**Listed records:**
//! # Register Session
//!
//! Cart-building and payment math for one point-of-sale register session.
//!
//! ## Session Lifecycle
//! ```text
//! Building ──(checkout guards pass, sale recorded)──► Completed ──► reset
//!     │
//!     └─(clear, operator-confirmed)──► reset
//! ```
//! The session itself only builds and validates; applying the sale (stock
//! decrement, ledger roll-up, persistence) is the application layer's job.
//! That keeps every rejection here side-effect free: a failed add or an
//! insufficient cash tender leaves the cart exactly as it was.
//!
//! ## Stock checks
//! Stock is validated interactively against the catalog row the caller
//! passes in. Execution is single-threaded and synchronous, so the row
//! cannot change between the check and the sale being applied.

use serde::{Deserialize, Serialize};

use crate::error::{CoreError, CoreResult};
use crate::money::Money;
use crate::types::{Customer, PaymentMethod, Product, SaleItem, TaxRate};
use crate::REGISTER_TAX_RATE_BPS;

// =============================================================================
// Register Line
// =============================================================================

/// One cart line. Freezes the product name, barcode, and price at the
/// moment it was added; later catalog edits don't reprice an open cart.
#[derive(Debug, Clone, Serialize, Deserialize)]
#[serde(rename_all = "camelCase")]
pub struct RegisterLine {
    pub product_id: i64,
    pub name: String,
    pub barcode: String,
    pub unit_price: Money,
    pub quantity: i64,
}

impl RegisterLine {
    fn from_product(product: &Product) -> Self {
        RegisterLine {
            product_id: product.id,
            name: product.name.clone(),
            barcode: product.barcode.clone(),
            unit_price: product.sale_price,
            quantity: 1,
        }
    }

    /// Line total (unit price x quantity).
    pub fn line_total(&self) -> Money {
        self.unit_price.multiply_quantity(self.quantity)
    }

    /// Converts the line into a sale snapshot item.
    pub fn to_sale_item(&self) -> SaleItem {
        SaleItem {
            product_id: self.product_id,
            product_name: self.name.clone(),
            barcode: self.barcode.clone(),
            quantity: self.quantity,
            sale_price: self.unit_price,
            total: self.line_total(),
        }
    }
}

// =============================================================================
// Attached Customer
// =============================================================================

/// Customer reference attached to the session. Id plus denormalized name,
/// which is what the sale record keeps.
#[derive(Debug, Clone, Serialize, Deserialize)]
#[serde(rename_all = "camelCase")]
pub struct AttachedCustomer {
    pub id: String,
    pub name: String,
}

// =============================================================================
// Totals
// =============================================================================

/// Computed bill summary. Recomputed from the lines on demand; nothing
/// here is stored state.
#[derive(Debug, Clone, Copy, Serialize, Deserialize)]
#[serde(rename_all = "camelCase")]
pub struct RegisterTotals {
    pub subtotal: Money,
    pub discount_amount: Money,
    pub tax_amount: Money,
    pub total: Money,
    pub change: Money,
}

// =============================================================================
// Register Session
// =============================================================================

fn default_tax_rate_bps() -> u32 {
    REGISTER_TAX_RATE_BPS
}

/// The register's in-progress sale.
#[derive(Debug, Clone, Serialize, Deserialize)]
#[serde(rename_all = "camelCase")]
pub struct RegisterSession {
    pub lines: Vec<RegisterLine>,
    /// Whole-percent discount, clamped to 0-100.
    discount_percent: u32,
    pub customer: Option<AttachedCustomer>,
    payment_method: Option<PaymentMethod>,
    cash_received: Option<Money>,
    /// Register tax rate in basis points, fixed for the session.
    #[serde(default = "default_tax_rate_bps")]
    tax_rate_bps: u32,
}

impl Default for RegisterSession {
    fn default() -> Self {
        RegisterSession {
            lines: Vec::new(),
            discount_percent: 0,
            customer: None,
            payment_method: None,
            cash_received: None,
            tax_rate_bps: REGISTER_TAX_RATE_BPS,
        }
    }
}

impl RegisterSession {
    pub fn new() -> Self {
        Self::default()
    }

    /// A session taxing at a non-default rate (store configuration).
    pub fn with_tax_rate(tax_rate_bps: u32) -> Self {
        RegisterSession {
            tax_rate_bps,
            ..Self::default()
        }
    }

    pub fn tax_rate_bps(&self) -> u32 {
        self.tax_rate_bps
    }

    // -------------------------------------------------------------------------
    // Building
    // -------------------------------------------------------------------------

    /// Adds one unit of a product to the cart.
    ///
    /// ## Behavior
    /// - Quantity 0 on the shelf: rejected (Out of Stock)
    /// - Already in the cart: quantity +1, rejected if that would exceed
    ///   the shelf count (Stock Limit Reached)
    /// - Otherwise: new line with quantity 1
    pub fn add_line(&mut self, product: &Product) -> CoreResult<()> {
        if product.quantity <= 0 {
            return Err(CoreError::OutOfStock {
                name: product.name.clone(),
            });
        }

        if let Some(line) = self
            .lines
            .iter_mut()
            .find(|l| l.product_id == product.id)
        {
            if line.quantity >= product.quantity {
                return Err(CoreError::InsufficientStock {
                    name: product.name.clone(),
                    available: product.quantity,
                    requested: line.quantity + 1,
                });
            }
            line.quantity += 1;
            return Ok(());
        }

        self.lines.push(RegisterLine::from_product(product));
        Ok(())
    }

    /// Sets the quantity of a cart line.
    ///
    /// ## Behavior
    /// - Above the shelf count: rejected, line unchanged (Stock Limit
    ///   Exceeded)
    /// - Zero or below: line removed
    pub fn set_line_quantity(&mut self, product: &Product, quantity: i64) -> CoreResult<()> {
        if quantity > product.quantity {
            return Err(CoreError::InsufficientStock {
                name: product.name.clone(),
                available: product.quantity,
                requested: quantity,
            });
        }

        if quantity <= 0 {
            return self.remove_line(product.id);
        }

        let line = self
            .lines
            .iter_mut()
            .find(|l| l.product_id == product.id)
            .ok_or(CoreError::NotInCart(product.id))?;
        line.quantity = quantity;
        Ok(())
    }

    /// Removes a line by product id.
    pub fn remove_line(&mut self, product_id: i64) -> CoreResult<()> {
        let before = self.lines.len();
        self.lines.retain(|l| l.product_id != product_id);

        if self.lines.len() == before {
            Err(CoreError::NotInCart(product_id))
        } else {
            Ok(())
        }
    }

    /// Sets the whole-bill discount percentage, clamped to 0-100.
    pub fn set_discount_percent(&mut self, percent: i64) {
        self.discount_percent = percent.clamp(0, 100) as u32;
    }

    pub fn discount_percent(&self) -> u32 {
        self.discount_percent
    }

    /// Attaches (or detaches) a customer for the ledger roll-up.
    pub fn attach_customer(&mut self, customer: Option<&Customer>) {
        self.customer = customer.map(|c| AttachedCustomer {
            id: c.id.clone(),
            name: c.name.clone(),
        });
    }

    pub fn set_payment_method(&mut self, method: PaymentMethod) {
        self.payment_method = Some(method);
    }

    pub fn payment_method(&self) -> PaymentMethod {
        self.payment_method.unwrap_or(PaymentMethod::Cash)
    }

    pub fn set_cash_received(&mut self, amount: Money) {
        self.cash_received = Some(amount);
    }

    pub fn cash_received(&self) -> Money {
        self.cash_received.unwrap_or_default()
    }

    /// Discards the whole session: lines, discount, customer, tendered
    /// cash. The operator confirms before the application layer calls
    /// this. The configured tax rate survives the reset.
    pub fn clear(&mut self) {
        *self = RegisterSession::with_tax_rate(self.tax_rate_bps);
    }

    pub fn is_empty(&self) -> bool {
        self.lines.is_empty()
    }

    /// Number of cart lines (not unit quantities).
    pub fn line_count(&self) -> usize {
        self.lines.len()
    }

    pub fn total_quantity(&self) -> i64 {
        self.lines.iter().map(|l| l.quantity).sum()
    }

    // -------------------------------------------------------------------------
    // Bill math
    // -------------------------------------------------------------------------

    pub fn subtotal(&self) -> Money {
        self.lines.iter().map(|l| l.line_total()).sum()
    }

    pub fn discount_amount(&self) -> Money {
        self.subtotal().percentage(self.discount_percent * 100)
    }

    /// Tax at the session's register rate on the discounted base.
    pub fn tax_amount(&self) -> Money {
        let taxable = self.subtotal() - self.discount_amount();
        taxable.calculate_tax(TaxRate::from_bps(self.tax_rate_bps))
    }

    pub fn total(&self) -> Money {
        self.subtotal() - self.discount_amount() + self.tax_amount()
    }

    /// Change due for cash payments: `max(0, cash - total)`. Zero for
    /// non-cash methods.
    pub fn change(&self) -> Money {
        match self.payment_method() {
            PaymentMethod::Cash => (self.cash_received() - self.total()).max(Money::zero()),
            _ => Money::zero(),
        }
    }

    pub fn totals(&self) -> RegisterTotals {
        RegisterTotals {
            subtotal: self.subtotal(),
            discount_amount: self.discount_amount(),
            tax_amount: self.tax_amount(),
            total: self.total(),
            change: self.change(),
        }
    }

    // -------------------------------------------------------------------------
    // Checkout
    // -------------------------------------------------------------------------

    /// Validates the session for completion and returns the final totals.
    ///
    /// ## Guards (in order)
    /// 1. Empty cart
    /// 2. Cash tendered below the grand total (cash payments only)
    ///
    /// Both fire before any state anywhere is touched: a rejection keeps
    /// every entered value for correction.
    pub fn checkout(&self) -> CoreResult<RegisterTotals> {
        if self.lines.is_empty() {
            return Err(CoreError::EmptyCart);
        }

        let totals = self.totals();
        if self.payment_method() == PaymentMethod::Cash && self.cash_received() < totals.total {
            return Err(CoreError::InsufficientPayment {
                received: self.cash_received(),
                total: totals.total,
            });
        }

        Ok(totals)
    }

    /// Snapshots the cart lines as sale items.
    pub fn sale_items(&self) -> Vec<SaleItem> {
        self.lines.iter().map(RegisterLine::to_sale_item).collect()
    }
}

**What the task requires:** In the listing above, find each line with the word "layer" and copy it out.

**Solution to the problem:**
//! decrement, ledger roll-up, persistence) is the application layer's job.
    /// cash. The operator confirms before the application layer calls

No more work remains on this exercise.